Soon within her grew all things and she sat erect and round. Wy-ót was her first born, the father (in a care-taking sense) of all things. The grasses, trees, birds, all things were born of Ta-nó-wish.
Then Evil, Tó-wish, wished to be born. He tried to escape by the ears, eyes, and nose, but at last passed from the mouth with a t-s-i-z (hissing noise). He is nothing but spirit. He has no form whatsoever.
Tá-quish is a ball of light, and is a witch. He was the third son.
The frog was beautifully made, white and red, with great eyes. Wy-ót said, "Oh, my daughter, you are so beautiful." But her lower limbs were thin and ugly. When she saw men walk she was jealous, and hated Wy-ót, cursing him with terrible words.
Then Wy-ót said, "In ten months I shall die. When the great star rises and the grass is high, I shall go." (Here the narrator named all the large stars, counting ten months in that way.) Wy-ót said to his people, "You have never killed anything; now you may kill the deer. Make an awl, gather shoots of bushes and grasses and make a basket to contain my ashes." Then he taught them how to make baskets, redas, ollas, and all their arts. He died in the spring (May).
They burned his body, but his spirit became the moon. His ashes were placed in a long basket, and for this reason they pass the basket in front of the chief dancer and mourn. They sing "Wy-ót, Wy-ót," nine times, then "Ne-yónga (My head) Ne-cháya, tomáve."
The (lances were to please the moon and prevent his waning.
Another old man of the San Luiseños gave his version of the story in a different way.
THE DEATH OF WY-ÓT.
Wy-ót went every day to a clear, cold spring, so large (spreading his arms). The frog saw him day after day and hated him more, though Wy-ót always saluted him kindly.
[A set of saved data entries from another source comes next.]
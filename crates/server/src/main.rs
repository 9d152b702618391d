use std::net::SocketAddr;
use std::sync::Arc;
use std::time::Duration;

use riskwatch_common::repository::{AlertRepository, ConfigurationRepository, DeliveryRepository};
use riskwatch_workers::alert::AlertStore;
use riskwatch_workers::delivery::DeliveryTracker;
use riskwatch_workers::dispatch::DispatchEngine;
use riskwatch_workers::scheduler::{Schedule, Scheduler};
use riskwatch_workers::storage::{
    create_pool, migrator, PgAlertRepository, PgConfigurationRepository, PgDeliveryRepository,
};
use riskwatch_workers::store::{
    MemoryAlertRepository, MemoryConfigurationRepository, MemoryDeliveryRepository,
};
use tokio_util::task::TaskTracker;

use riskwatch_server::channels::build_registry;
use riskwatch_server::config::{self, DatabaseConfig, LogConfig, LogFormat, ServerConfig};
use riskwatch_server::metrics::server_metrics::ServerMetrics;
use riskwatch_server::ratelimit::{AdmissionController, BucketEvictionJob};
use riskwatch_server::rest::{self, drain_dispatches, AppState};

type BoxError = Box<dyn std::error::Error + Send + Sync>;

const DISPATCH_DRAIN_TIMEOUT: Duration = Duration::from_secs(30);

struct Repositories {
    alerts: Arc<dyn AlertRepository>,
    configurations: Arc<dyn ConfigurationRepository>,
    deliveries: Arc<dyn DeliveryRepository>,
}

#[tokio::main]
async fn main() {
    let config = match config::load() {
        Ok(c) => c,
        Err(e) => {
            eprintln!("riskwatch-server: failed to load configuration: {e}");
            std::process::exit(2);
        }
    };
    init_tracing(&config.log);

    if let Err(e) = run(config).await {
        tracing::error!(error = %e, "server stopped");
        std::process::exit(1);
    }
}

fn init_tracing(log: &LogConfig) {
    let filter = tracing_subscriber::EnvFilter::try_from_default_env()
        .unwrap_or_else(|_| tracing_subscriber::EnvFilter::new(&log.level));
    let builder = tracing_subscriber::fmt().with_env_filter(filter);
    match log.format {
        LogFormat::Json => builder.json().init(),
        LogFormat::Pretty => builder.init(),
    }
}

async fn repositories(db: &DatabaseConfig) -> Result<Repositories, BoxError> {
    let Some(url) = &db.url else {
        tracing::warn!("no database configured, state is kept in memory only");
        return Ok(Repositories {
            alerts: Arc::new(MemoryAlertRepository::new()),
            configurations: Arc::new(MemoryConfigurationRepository::new()),
            deliveries: Arc::new(MemoryDeliveryRepository::new()),
        });
    };

    let pool = create_pool(url, db.max_connections).await?;
    let applied = migrator::run_migrations(&pool).await?;
    tracing::info!(applied = applied.len(), "database migrations up to date");
    Ok(Repositories {
        alerts: Arc::new(PgAlertRepository::new(pool.clone())),
        configurations: Arc::new(PgConfigurationRepository::new(pool.clone())),
        deliveries: Arc::new(PgDeliveryRepository::new(pool)),
    })
}

async fn run(config: ServerConfig) -> Result<(), BoxError> {
    let repos = repositories(&config.database).await?;
    let notifiers = build_registry(&config.channels)?;

    let dispatch = config.dispatch.engine_config();
    let engine = DispatchEngine::new(
        AlertStore::new(repos.alerts),
        repos.configurations.clone(),
        DeliveryTracker::new(repos.deliveries, dispatch.backoff_ceiling),
        notifiers,
        dispatch,
    );

    let metrics = ServerMetrics::new();
    let admission = AdmissionController::new(config.rate_limit.policy(), metrics.clone());

    let mut scheduler = Scheduler::with_dispatch_jobs(engine.clone(), &config.scheduler.settings());
    scheduler.register(
        BucketEvictionJob::new(admission.clone()),
        Schedule::every(config.rate_limit.eviction_interval()),
    );
    tracing::info!(jobs = ?scheduler.job_names(), "scheduler starting");
    let jobs = scheduler.spawn_all();

    let dispatches = TaskTracker::new();
    let app = rest::router(AppState {
        engine,
        configurations: repos.configurations,
        admission,
        metrics,
        rate_limit_enabled: config.rate_limit.enabled,
        dispatches: dispatches.clone(),
    });

    let addr = config.http.addr;
    let listener = tokio::net::TcpListener::bind(addr).await?;
    tracing::info!(%addr, "REST server starting");
    axum::serve(
        listener,
        app.into_make_service_with_connect_info::<SocketAddr>(),
    )
    .with_graceful_shutdown(wait_for_shutdown())
    .await?;

    tracing::info!(in_flight = dispatches.len(), "draining alert dispatches");
    let abandoned = drain_dispatches(&dispatches, DISPATCH_DRAIN_TIMEOUT).await;
    if abandoned > 0 {
        tracing::warn!(abandoned, "dispatches still running at shutdown");
    }

    tracing::info!(jobs = jobs.job_count(), "stopping scheduler");
    jobs.shutdown().await;
    Ok(())
}

async fn wait_for_shutdown() {
    #[cfg(unix)]
    {
        use tokio::signal::unix::{signal, SignalKind};
        match signal(SignalKind::terminate()) {
            Ok(mut term) => {
                tokio::select! {
                    _ = tokio::signal::ctrl_c() => {}
                    _ = term.recv() => {}
                }
            }
            Err(e) => {
                tracing::warn!(error = %e, "SIGTERM handler unavailable, waiting for ctrl-c");
                let _ = tokio::signal::ctrl_c().await;
            }
        }
    }

    #[cfg(not(unix))]
    {
        let _ = tokio::signal::ctrl_c().await;
    }

    tracing::info!("shutdown signal received");
}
One day the frog, Wa-há-wut, said, "I will spit in the water and curse him because he made my legs so miserably." So he spit three times in the water. Then Wy-ót became sick, and in ten months, counted by the rising of the brightest stars, he died. He gave them wise laws and taught them all their arts. Before his death he said, "From my ashes shall spring the most precious gift to all my children."
Then the oak-tree grew from his ashes. Very fast it grew, very lovely, with acorns hanging like apples so thick and fine. All the birds and animals and men watched it day and night that not a seed should be lost.
Then after a while the acorns were ripe. The men said to the crow,
Go to the large star (possibly Vega) and find Wy-ót."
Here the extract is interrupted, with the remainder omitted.